[Start of section]
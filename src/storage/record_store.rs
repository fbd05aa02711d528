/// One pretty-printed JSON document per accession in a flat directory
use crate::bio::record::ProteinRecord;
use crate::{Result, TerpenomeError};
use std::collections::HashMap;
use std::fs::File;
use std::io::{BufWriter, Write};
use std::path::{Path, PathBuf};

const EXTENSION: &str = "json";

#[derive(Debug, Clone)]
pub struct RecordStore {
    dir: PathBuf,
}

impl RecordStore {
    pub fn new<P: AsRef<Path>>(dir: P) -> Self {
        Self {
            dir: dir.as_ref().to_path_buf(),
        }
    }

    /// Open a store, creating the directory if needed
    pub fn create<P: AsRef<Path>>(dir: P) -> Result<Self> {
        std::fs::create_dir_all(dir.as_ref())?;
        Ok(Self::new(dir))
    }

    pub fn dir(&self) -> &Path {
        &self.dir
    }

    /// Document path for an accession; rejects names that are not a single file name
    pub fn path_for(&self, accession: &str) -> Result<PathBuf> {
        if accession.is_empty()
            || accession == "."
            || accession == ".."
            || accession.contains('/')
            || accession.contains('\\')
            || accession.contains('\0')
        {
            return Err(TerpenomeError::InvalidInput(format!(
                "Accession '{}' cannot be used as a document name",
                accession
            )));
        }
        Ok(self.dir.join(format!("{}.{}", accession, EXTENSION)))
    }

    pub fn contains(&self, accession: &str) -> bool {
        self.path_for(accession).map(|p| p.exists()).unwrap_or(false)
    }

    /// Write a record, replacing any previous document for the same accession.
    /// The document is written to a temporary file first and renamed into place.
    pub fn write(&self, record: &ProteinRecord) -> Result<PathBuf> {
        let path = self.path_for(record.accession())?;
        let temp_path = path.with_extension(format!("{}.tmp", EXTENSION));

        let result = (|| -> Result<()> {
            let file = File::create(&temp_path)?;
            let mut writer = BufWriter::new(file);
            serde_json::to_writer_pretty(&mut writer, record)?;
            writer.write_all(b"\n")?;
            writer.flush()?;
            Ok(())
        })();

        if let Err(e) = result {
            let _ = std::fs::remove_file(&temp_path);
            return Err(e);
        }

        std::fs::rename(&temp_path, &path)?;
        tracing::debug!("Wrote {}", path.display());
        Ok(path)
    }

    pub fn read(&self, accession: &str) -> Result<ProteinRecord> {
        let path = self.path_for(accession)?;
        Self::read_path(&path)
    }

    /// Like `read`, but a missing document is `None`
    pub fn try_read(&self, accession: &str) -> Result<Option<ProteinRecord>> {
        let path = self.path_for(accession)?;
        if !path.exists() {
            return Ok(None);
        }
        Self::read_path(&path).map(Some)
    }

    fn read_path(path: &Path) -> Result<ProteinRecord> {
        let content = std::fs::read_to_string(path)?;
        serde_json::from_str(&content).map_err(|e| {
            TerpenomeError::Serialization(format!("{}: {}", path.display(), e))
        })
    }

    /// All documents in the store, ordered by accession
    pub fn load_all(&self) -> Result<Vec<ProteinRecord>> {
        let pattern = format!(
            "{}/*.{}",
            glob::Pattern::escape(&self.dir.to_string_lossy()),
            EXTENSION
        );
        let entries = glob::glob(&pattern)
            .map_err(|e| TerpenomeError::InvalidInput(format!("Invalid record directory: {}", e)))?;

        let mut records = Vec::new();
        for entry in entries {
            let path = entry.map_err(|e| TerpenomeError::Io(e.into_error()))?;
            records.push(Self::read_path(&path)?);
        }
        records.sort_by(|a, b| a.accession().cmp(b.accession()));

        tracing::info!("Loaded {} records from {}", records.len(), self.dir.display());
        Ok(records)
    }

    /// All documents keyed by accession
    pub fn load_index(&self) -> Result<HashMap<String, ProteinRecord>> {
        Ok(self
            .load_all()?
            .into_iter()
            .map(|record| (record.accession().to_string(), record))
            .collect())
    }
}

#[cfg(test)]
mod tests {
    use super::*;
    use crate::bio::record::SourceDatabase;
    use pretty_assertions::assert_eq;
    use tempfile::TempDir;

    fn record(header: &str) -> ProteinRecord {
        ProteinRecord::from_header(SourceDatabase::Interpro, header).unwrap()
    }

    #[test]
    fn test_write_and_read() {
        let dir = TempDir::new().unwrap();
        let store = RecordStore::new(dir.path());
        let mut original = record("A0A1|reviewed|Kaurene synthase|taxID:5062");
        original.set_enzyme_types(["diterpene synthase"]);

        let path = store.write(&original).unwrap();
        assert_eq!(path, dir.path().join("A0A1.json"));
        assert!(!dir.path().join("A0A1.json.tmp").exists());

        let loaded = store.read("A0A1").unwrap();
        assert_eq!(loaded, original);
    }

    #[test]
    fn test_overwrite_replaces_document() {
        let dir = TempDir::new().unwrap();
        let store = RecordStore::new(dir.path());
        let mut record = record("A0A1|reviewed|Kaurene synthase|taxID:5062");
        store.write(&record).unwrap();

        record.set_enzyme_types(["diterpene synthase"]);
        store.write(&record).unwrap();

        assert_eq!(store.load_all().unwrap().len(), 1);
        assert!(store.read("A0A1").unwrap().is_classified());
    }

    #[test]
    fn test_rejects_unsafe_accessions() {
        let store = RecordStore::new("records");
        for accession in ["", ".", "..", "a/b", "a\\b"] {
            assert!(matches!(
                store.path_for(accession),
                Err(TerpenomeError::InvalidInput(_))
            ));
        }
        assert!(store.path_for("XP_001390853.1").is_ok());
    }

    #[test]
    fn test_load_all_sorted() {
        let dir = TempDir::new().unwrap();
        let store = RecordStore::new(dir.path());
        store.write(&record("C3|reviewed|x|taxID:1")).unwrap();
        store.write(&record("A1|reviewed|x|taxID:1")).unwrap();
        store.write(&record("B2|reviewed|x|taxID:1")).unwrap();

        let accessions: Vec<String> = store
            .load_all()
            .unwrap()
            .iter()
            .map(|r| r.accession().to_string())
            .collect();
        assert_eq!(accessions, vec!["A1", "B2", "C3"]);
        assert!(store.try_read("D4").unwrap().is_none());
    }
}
[End of section]
_Your goal_: One inclusive range is required: first line of the data through the line containing "cannot be used". Set it down exactly and output nothing else.

_Response to this exercise_:
filename src/storage/record_store.rs
repository fbd05aa02711d528
/// One pretty-printed JSON document per accession in a flat directory
use crate::bio::record::ProteinRecord;
use crate::{Result, TerpenomeError};
use std::collections::HashMap;
use std::fs::File;
use std::io::{BufWriter, Write};
use std::path::{Path, PathBuf};

const EXTENSION: &str = "json";

#[derive(Debug, Clone)]
pub struct RecordStore {
    dir: PathBuf,
}

impl RecordStore {
    pub fn new<P: AsRef<Path>>(dir: P) -> Self {
        Self {
            dir: dir.as_ref().to_path_buf(),
        }
    }

    /// Open a store, creating the directory if needed
    pub fn create<P: AsRef<Path>>(dir: P) -> Result<Self> {
        std::fs::create_dir_all(dir.as_ref())?;
        Ok(Self::new(dir))
    }

    pub fn dir(&self) -> &Path {
        &self.dir
    }

    /// Document path for an accession; rejects names that are not a single file name
    pub fn path_for(&self, accession: &str) -> Result<PathBuf> {
        if accession.is_empty()
            || accession == "."
            || accession == ".."
            || accession.contains('/')
            || accession.contains('\\')
            || accession.contains('\0')
        {
            return Err(TerpenomeError::InvalidInput(format!(
                "Accession '{}' cannot be used as a document name",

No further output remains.